**What is being asked**
Please give back the listing exactly as it reads.

**Material for this task**
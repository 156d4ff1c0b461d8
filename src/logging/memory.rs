use super::{render_template, Field, LogSink};
use parking_lot::Mutex;
use serde_json::Value;
use tracing::Level;

/// A record captured by [`MemorySink`]
#[derive(Debug, Clone, PartialEq)]
pub struct LogRecord {
    /// Severity of the record
    pub level: Level,
    /// Message template as passed by the caller
    pub template: String,
    /// Template with the fields substituted
    pub message: String,
    /// Field values in the order they were given
    pub fields: Vec<(String, Value)>,
    /// Display text of the attached error, for error records
    pub error: Option<String>,
}

impl LogRecord {
    /// Value of the field called `name`
    pub fn field(&self, name: &str) -> Option<&Value> {
        self.fields
            .iter()
            .find(|(field, _)| field == name)
            .map(|(_, value)| value)
    }
}

/// Sink that keeps every record in memory
///
/// Useful for asserting exactly what a wrapper logged, and for applications that
/// want to surface recent database activity themselves.
#[derive(Debug, Default)]
pub struct MemorySink {
    records: Mutex<Vec<LogRecord>>,
}

impl MemorySink {
    /// Create an empty sink
    pub fn new() -> Self {
        Self::default()
    }

    /// Copy of every record captured so far
    pub fn records(&self) -> Vec<LogRecord> {
        self.records.lock().clone()
    }

    /// Records at the given level
    pub fn records_at(&self, level: Level) -> Vec<LogRecord> {
        self.records
            .lock()
            .iter()
            .filter(|record| record.level == level)
            .cloned()
            .collect()
    }

    /// Number of records captured at the given level
    pub fn count(&self, level: Level) -> usize {
        self.records
            .lock()
            .iter()
            .filter(|record| record.level == level)
            .count()
    }

    /// Total number of records captured
    pub fn len(&self) -> usize {
        self.records.lock().len()
    }

    /// Whether nothing has been captured
    pub fn is_empty(&self) -> bool {
        self.records.lock().is_empty()
    }

    /// Drop every captured record
    pub fn clear(&self) {
        self.records.lock().clear();
    }

    fn push(&self, level: Level, template: &str, fields: &[Field], error: Option<String>) {
        let record = LogRecord {
            level,
            template: template.to_string(),
            message: render_template(template, fields),
            fields: fields
                .iter()
                .map(|(name, value)| ((*name).to_string(), value.clone()))
                .collect(),
            error,
        };
        self.records.lock().push(record);
    }
}

impl LogSink for MemorySink {
    fn trace(&self, template: &str, fields: &[Field]) {
        self.push(Level::TRACE, template, fields, None);
    }

    fn debug(&self, template: &str, fields: &[Field]) {
        self.push(Level::DEBUG, template, fields, None);
    }

    fn error(&self, template: &str, error: &(dyn std::error::Error + 'static), fields: &[Field]) {
        self.push(Level::ERROR, template, fields, Some(error.to_string()));
    }
}
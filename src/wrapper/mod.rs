//! Logging decorators over any [`Connection`](crate::core::driver::Connection)
//!
//! [`LoggingConnection`], [`LoggingCommand`] and [`LoggingTransaction`] implement the
//! same driver traits as the objects they wrap, so they can replace them anywhere.
//! Every call is forwarded unchanged; the wrappers only add log records around
//! connection lifecycle events and command executions. Errors are the driver's own
//! type and are never translated.

mod command;
mod connection;
mod snapshot;
mod transaction;
mod unwrap;

#[cfg(test)]
pub(crate) mod testing;

pub use command::LoggingCommand;
pub use connection::LoggingConnection;
pub use snapshot::ParameterSnapshot;
pub use transaction::LoggingTransaction;
pub use unwrap::{ConnectionArg, TransactionArg, Unwrap};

**The completed task**
repository 156d4ff1c0b461d8
filename src/logging/memory.rs
use super::{render_template, Field, LogSink};
use parking_lot::Mutex;
use serde_json::Value;
use tracing::Level;

/// A record captured by [`MemorySink`]
#[derive(Debug, Clone, PartialEq)]
pub struct LogRecord {
    /// Severity of the record
    pub level: Level,
    /// Message template as passed by the caller
    pub template: String,
    /// Template with the fields substituted
    pub message: String,
    /// Field values in the order they were given
    pub fields: Vec<(String, Value)>,
    /// Display text of the attached error, for error records
    pub error: Option<String>,
}

impl LogRecord {
    /// Value of the field called `name`
    pub fn field(&self, name: &str) -> Option<&Value> {
        self.fields
            .iter()
            .find(|(field, _)| field == name)
            .map(|(_, value)| value)
    }
}

/// Sink that keeps every record in memory
///
/// Useful for asserting exactly what a wrapper logged, and for applications that
/// want to surface recent database activity themselves.
#[derive(Debug, Default)]
pub struct MemorySink {
    records: Mutex<Vec<LogRecord>>,
}

impl MemorySink {
    /// Create an empty sink
    pub fn new() -> Self {
        Self::default()
    }

    /// Copy of every record captured so far
    pub fn records(&self) -> Vec<LogRecord> {
        self.records.lock().clone()
    }

    /// Records at the given level
    pub fn records_at(&self, level: Level) -> Vec<LogRecord> {
        self.records
            .lock()
            .iter()
            .filter(|record| record.level == level)
            .cloned()
            .collect()
    }

    /// Number of records captured at the given level
    pub fn count(&self, level: Level) -> usize {
        self.records
            .lock()
            .iter()
            .filter(|record| record.level == level)
            .count()
    }

    /// Total number of records captured
    pub fn len(&self) -> usize {
        self.records.lock().len()
    }

    /// Whether nothing has been captured
    pub fn is_empty(&self) -> bool {
        self.records.lock().is_empty()
    }

    /// Drop every captured record
    pub fn clear(&self) {
        self.records.lock().clear();
    }

    fn push(&self, level: Level, template: &str, fields: &[Field], error: Option<String>) {
        let record = LogRecord {
            level,
            template: template.to_string(),
            message: render_template(template, fields),
            fields: fields
                .iter()
                .map(|(name, value)| ((*name).to_string(), value.clone()))
                .collect(),
            error,
        };
        self.records.lock().push(record);
    }
}

impl LogSink for MemorySink {
    fn trace(&self, template: &str, fields: &[Field]) {
        self.push(Level::TRACE, template, fields, None);
    }

    fn debug(&self, template: &str, fields: &[Field]) {
        self.push(Level::DEBUG, template, fields, None);
    }

    fn error(&self, template: &str, error: &(dyn std::error::Error + 'static), fields: &[Field]) {
        self.push(Level::ERROR, template, fields, Some(error.to_string()));
    }
}
filename src/wrapper/mod.rs
//! Logging decorators over any [`Connection`](crate::core::driver::Connection)
//!
//! [`LoggingConnection`], [`LoggingCommand`] and [`LoggingTransaction`] implement the
//! same driver traits as the objects they wrap, so they can replace them anywhere.
//! Every call is forwarded unchanged; the wrappers only add log records around
//! connection lifecycle events and command executions. Errors are the driver's own
//! type and are never translated.

mod command;
mod connection;
mod snapshot;
mod transaction;
mod unwrap;

#[cfg(test)]
pub(crate) mod testing;

pub use command::LoggingCommand;
pub use connection::LoggingConnection;
pub use snapshot::ParameterSnapshot;
pub use transaction::LoggingTransaction;
pub use unwrap::{ConnectionArg, TransactionArg, Unwrap};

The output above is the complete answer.